Setelah itu, kehendak spiritualnya mulai menyebar dan wilayah kekuasaannya mulai menghilang. Dia bahkan tidak mampu mengeksekusi seni suci apa pun menggunakan kehendak spiritualnya. Mo Wuji dapat melihat lawannya tersenyum seolah-olah dia memiliki kendali atas segalanya di tangannya.
 
Betapa menakjubkan harta karun sihir ini! Mo Wuji memujinya dalam hati. Jika itu orang lain, dia benar-benar tidak bisa berbuat apa-apa selain mundur.
 
Sayang sekali, pria botak inilah yang bertemu dengannya.
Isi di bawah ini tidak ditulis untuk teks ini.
//! Dependency Injection Container
//!
//! Creates and wires the engine's components: repositories, ports,
//! services, and the saga handler registry. All collaborators are
//! constructor-injected; nothing is looked up ambiently.

use std::sync::Arc;
use std::time::Duration;

use crate::application::ports::{BankingPort, IdentityPort};
use crate::application::services::{
    EntityLocks, ExerciseSagaHandler, ExpirationSweepService, OfferNegotiationService,
    OptionLifecycleService, PaymentSagaCoordinator, PremiumSagaHandler,
};
use crate::domain::negotiation::repository::OfferRepository;
use crate::domain::option_contract::repository::OptionRepository;
use crate::domain::payment_saga::{PaymentPurpose, TrackedPaymentRepository};
use crate::domain::portfolio::repository::PortfolioRepository;
use crate::domain::portfolio::ReservationLedger;
use crate::infrastructure::banking::MockBankingGateway;
use crate::infrastructure::identity::StaticIdentityDirectory;
use crate::infrastructure::persistence::{
    InMemoryOfferRepository, InMemoryOptionRepository, InMemoryPortfolioRepository,
    InMemoryTrackedPaymentRepository,
};

/// Dependency injection container.
///
/// Holds all wired dependencies. The premium and exercise saga handlers
/// are registered with the coordinator during construction.
pub struct Container<O, Q, P, T, B, I>
where
    O: OfferRepository + 'static,
    Q: OptionRepository + 'static,
    P: PortfolioRepository + 'static,
    T: TrackedPaymentRepository + 'static,
    B: BankingPort + 'static,
    I: IdentityPort + 'static,
{
    offers: Arc<O>,
    options: Arc<Q>,
    portfolios: Arc<P>,
    payments: Arc<T>,
    banking: Arc<B>,
    identity: Arc<I>,
    saga: Arc<PaymentSagaCoordinator<T>>,
    negotiation: Arc<OfferNegotiationService<O, Q, P, T, B, I>>,
    lifecycle: Arc<OptionLifecycleService<Q, O, P, T, B>>,
}

impl<O, Q, P, T, B, I> Container<O, Q, P, T, B, I>
where
    O: OfferRepository + 'static,
    Q: OptionRepository + 'static,
    P: PortfolioRepository + 'static,
    T: TrackedPaymentRepository + 'static,
    B: BankingPort + 'static,
    I: IdentityPort + 'static,
{
    /// Wire the engine from its repositories and ports.
    pub fn new(
        offers: Arc<O>,
        options: Arc<Q>,
        portfolios: Arc<P>,
        payments: Arc<T>,
        banking: Arc<B>,
        identity: Arc<I>,
    ) -> Self {
        let locks = Arc::new(EntityLocks::new());
        let ledger = ReservationLedger::new();
        let saga = Arc::new(PaymentSagaCoordinator::new(Arc::clone(&payments)));

        let negotiation = Arc::new(OfferNegotiationService::new(
            Arc::clone(&offers),
            Arc::clone(&options),
            Arc::clone(&portfolios),
            ledger,
            Arc::clone(&saga),
            Arc::clone(&banking),
            Arc::clone(&identity),
            Arc::clone(&locks),
        ));
        let lifecycle = Arc::new(OptionLifecycleService::new(
            Arc::clone(&options),
            Arc::clone(&offers),
            Arc::clone(&portfolios),
            ledger,
            Arc::clone(&saga),
            Arc::clone(&banking),
            Arc::clone(&locks),
        ));

        saga.register_handler(
            PaymentPurpose::OtcCreateOption,
            Arc::new(PremiumSagaHandler::new(Arc::clone(&negotiation))),
        );
        saga.register_handler(
            PaymentPurpose::OtcExercise,
            Arc::new(ExerciseSagaHandler::new(Arc::clone(&lifecycle))),
        );

        Self {
            offers,
            options,
            portfolios,
            payments,
            banking,
            identity,
            saga,
            negotiation,
            lifecycle,
        }
    }

    /// Get the offer repository.
    pub fn offers(&self) -> Arc<O> {
        Arc::clone(&self.offers)
    }

    /// Get the option repository.
    pub fn options(&self) -> Arc<Q> {
        Arc::clone(&self.options)
    }

    /// Get the portfolio repository.
    pub fn portfolios(&self) -> Arc<P> {
        Arc::clone(&self.portfolios)
    }

    /// Get the tracked payment repository.
    pub fn payments(&self) -> Arc<T> {
        Arc::clone(&self.payments)
    }

    /// Get the banking port.
    pub fn banking(&self) -> Arc<B> {
        Arc::clone(&self.banking)
    }

    /// Get the identity port.
    pub fn identity(&self) -> Arc<I> {
        Arc::clone(&self.identity)
    }

    /// Get the saga coordinator (callback entry point).
    pub fn saga(&self) -> Arc<PaymentSagaCoordinator<T>> {
        Arc::clone(&self.saga)
    }

    /// Get the offer negotiation service.
    pub fn negotiation(&self) -> Arc<OfferNegotiationService<O, Q, P, T, B, I>> {
        Arc::clone(&self.negotiation)
    }

    /// Get the option lifecycle service.
    pub fn lifecycle(&self) -> Arc<OptionLifecycleService<Q, O, P, T, B>> {
        Arc::clone(&self.lifecycle)
    }

    /// Create the expiration sweep service ticking at `interval`.
    pub fn expiration_sweep(
        &self,
        interval: Duration,
    ) -> Arc<ExpirationSweepService<Q, O, P, T, B>> {
        Arc::new(ExpirationSweepService::new(
            Arc::clone(&self.lifecycle),
            interval,
        ))
    }
}

/// Fully in-process wiring: in-memory repositories, mock gateway,
/// static identity directory.
pub type InMemoryContainer = Container<
    InMemoryOfferRepository,
    InMemoryOptionRepository,
    InMemoryPortfolioRepository,
    InMemoryTrackedPaymentRepository,
    MockBankingGateway,
    StaticIdentityDirectory,
>;

impl InMemoryContainer {
    /// Wire an engine backed entirely by in-process adapters.
    #[must_use]
    pub fn in_memory() -> Self {
        Self::new(
            Arc::new(InMemoryOfferRepository::new()),
            Arc::new(InMemoryOptionRepository::new()),
            Arc::new(InMemoryPortfolioRepository::new()),
            Arc::new(InMemoryTrackedPaymentRepository::new()),
            Arc::new(MockBankingGateway::new()),
            Arc::new(StaticIdentityDirectory::new()),
        )
    }
}

#[cfg(test)]
mod tests {
    use super::*;

    #[tokio::test]
    async fn in_memory_container_wires_handlers() {
        let container = InMemoryContainer::in_memory();

        // An unknown payment errors; a registered-handler gap would be a
        // different error class. This exercises the full wiring.
        let result = container
            .saga()
            .mark_as_success(&crate::domain::shared::PaymentId::new("missing"))
            .await;
        assert!(result.is_err());
    }
}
Meskipun kehendak spiritual dari lautan kesadarannya terkendali, dia masih memiliki saluran penyimpanan rohnya.
 
Mo Wuji mengulurkan satu jarinya, Jari Tujuh Dunia – Yin Yang.
 
Langit dan Bumi, Seluruh Ciptaan dan Yin Yang berubah! Satu Yin dan satu Yang, hidup dan mati mulai bertukar tempat.
 
Jari Tujuh Dunia Mo Wuji, Yin Yang menyatu dengan Roda Hidup dan Matinya. Begitu dia mengulurkan jari ini, semua kekuatan hidup dan energi kematian di aula mulai berubah. Kekuatan hidup pria berkepala botak dan berwajah pucat itu diekstraksi darinya. Dia bisa merasakan energi kematian memenuhi ruang di sekitarnya sebelum meresap ke dalam aura dao-nya.
 
“Ini tidak mungkin,” seru pria botak itu dengan terkejut sambil tanpa sadar mencoba terbang menjauh. Ketika dia menggunakan Tongkat Pengukur Langitnya, hanya ada satu situasi yang akan dia takuti. Situasi itu adalah ketika lawan masih bisa mengeksekusi seni suci. Sama seperti yang terjadi sekarang, Mo Wuji benar-benar mengabaikan Tongkat Pengukur Langitnya saat dia mengeluarkan seni sucinya.
 
Saat pria botak ini melangkah keluar dari aula, rune-rune susunan mulai mengeras dan menghalangi jalannya.
 
Mo Wuji telah menggunakan rune hampa untuk mengunci ruang tersebut. Selama lawan mencoba mengabaikan rune susunannya, hari kiamat lawan akan tiba hari ini.
 
“Siapa sebenarnya kau?” Pria botak itu berhenti dan menatap tajam Mo Wuji.
 
“Pertama-tama, kau harus memberitahuku siapa dirimu.” Mo Wuji tertawa sambil melangkah maju. Domainnya mengunci seluruh ruang dan dia memiliki keunggulan mutlak dalam pertempuran ini.
 
“Aku Kaisar Heng Zuo, nomor tiga dari 12 Kaisar Dewa.” Pria botak itu menjawab sebelum menatap Mo Wuji dengan dingin lagi. Seseorang yang memiliki Tahta Dewa dari 12 Kaisar Dewa adalah seseorang yang patut ditakuti. Bahkan jika lawannya juga memiliki Tahta Dewa, dia tetap akan takut pada salah satu dari 12 Kaisar Dewa.